EXERCISE PROMPT: If a line in the records contains the word "async", count it; state the resulting number and nothing more.

Collected data:
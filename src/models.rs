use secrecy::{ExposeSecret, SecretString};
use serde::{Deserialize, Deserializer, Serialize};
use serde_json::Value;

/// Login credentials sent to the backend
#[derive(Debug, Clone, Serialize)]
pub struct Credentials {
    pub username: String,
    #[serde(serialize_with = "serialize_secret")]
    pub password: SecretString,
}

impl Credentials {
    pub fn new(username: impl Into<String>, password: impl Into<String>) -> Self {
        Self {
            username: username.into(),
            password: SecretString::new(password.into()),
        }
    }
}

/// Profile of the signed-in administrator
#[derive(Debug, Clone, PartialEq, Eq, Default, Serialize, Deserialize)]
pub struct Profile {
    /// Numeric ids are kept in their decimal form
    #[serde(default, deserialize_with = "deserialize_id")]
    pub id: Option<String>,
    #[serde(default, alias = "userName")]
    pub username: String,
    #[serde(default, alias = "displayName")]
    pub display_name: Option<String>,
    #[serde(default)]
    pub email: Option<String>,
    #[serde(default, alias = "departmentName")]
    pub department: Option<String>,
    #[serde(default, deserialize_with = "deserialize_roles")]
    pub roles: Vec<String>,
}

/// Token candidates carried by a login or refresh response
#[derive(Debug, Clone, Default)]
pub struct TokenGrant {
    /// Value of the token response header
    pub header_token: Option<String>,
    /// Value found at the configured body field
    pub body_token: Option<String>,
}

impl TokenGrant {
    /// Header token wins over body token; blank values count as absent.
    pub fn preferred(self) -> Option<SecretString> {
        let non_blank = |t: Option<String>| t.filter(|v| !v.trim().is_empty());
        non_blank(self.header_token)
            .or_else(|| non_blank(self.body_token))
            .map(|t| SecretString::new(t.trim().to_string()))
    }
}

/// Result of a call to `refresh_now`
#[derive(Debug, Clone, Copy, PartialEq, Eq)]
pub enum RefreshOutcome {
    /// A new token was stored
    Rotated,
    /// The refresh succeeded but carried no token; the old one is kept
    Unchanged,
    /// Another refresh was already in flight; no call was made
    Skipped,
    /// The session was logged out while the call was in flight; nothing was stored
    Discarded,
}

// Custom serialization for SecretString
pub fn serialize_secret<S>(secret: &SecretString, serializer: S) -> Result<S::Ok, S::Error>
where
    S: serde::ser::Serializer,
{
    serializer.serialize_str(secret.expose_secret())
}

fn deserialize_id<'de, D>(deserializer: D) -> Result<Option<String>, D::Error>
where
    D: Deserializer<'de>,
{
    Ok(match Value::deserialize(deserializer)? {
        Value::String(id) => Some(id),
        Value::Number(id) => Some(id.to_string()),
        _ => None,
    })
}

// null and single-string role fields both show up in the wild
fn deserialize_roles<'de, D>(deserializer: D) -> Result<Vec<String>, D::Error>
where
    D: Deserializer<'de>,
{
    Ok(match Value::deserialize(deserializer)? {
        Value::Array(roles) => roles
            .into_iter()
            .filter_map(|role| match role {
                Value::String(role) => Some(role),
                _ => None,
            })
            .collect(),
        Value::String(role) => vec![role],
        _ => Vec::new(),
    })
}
==
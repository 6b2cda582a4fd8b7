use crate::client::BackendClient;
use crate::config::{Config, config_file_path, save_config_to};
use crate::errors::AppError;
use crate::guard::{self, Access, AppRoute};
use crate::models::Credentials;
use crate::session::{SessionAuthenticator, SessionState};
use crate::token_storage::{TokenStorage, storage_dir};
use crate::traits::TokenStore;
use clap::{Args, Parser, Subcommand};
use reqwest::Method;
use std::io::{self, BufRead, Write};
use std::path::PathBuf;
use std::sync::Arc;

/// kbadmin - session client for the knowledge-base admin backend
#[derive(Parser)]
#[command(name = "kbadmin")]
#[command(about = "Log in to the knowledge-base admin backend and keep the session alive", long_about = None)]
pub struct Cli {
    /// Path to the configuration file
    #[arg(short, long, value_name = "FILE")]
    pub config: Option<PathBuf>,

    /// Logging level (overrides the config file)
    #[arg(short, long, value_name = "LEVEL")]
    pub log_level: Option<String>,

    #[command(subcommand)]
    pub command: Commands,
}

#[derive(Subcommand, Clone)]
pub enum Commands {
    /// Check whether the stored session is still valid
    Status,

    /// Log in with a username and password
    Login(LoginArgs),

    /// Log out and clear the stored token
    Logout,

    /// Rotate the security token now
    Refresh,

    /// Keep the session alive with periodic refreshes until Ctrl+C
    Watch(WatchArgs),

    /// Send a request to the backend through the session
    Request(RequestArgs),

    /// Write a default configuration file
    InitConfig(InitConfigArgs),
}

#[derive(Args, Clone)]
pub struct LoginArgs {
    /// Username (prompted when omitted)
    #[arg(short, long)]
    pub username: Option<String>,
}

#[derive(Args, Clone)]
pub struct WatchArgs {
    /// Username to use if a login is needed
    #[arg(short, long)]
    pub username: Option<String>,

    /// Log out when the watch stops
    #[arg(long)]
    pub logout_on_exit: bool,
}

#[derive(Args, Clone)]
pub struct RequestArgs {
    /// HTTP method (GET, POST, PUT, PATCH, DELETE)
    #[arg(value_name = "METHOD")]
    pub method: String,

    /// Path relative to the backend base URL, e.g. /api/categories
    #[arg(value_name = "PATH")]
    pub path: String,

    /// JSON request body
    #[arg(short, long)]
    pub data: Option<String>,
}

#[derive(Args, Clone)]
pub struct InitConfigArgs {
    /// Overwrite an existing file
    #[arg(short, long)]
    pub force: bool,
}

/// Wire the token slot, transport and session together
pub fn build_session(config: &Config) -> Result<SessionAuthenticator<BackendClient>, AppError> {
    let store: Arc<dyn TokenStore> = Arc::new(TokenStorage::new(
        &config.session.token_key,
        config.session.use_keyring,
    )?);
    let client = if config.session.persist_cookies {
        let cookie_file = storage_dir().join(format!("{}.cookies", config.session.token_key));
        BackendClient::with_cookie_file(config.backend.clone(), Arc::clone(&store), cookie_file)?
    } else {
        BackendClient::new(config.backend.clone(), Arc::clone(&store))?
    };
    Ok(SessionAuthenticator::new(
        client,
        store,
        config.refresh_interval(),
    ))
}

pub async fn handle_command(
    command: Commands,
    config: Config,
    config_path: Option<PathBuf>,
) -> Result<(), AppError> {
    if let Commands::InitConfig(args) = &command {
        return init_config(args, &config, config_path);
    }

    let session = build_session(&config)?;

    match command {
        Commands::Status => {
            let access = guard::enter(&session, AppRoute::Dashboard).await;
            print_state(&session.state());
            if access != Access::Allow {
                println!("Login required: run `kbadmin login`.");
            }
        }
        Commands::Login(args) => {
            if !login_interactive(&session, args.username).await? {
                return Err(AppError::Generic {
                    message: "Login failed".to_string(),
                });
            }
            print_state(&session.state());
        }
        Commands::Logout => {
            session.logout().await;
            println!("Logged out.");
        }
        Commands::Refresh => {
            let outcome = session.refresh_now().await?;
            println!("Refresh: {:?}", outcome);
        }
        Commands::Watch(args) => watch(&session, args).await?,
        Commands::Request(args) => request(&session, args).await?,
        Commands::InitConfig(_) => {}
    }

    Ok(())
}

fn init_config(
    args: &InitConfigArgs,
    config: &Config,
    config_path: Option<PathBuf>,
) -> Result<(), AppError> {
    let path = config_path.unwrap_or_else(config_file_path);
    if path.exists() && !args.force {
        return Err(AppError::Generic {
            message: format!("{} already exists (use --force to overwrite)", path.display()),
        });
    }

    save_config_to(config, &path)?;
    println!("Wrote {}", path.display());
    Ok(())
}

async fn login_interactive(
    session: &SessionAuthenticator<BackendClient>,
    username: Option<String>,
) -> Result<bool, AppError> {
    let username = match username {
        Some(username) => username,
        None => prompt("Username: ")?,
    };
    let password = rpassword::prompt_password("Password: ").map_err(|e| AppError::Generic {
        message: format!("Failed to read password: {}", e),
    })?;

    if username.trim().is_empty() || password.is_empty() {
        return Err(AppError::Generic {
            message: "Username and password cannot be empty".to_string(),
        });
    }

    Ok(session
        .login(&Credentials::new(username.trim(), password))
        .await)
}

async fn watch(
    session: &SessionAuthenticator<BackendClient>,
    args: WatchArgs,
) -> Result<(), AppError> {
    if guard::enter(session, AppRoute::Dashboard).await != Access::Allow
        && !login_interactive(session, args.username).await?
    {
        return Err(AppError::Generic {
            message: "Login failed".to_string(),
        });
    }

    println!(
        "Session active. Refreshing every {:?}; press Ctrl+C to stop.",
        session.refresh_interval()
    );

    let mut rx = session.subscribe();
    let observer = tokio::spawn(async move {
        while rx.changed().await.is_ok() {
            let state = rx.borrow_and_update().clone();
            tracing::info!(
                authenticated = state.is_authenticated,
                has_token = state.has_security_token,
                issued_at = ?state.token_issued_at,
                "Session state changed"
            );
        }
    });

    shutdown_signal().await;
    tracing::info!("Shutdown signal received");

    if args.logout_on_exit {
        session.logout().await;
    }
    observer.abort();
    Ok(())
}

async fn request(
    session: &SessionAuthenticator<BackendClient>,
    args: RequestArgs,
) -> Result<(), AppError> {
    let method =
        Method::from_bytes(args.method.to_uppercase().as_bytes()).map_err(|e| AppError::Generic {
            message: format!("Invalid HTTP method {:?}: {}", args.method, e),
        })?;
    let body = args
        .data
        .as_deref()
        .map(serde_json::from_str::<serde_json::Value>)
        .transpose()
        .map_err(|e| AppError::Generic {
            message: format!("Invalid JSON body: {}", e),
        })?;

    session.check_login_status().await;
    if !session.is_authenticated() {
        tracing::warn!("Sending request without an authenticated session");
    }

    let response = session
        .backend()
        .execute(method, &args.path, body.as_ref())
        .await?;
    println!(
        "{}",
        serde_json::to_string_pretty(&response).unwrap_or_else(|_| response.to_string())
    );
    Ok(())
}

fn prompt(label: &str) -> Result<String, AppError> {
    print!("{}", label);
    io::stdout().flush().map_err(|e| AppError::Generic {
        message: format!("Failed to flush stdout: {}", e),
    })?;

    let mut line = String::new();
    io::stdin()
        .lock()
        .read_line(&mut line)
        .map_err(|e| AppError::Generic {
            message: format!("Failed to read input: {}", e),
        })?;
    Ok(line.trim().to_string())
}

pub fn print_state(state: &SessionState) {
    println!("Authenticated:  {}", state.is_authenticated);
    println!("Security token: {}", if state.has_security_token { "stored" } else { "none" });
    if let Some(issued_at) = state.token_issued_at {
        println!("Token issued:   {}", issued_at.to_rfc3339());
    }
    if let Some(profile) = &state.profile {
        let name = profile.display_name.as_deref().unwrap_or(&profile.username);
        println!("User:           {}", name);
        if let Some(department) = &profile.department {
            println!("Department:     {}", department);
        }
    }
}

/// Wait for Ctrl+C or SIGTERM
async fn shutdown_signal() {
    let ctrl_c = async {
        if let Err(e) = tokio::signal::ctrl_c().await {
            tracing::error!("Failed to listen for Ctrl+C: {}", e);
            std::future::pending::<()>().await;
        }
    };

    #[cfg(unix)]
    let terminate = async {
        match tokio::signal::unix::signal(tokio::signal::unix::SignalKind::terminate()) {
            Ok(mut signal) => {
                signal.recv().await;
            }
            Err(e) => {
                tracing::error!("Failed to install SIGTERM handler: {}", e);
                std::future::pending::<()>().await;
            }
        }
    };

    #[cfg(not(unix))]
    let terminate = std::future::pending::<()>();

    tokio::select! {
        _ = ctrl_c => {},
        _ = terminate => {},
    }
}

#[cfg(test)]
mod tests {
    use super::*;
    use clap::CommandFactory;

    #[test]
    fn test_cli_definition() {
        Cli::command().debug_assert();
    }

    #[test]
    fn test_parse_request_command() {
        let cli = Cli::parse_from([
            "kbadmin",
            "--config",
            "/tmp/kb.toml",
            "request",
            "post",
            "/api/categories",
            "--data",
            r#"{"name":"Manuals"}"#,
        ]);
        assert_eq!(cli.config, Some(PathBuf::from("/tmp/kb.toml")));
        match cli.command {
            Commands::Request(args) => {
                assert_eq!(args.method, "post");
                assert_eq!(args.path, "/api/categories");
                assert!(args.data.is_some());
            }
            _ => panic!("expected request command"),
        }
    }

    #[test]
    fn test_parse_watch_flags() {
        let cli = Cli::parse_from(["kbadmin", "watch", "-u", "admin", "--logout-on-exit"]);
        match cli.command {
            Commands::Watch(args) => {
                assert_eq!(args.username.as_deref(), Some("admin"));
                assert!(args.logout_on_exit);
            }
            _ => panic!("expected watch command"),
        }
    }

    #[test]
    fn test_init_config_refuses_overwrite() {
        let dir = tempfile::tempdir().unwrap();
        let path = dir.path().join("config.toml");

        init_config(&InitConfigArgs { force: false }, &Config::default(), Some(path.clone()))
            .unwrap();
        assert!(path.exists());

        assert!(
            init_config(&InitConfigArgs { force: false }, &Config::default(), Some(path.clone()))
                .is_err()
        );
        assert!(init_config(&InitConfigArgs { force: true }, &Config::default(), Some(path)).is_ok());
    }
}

SOLUTION BELOW: 8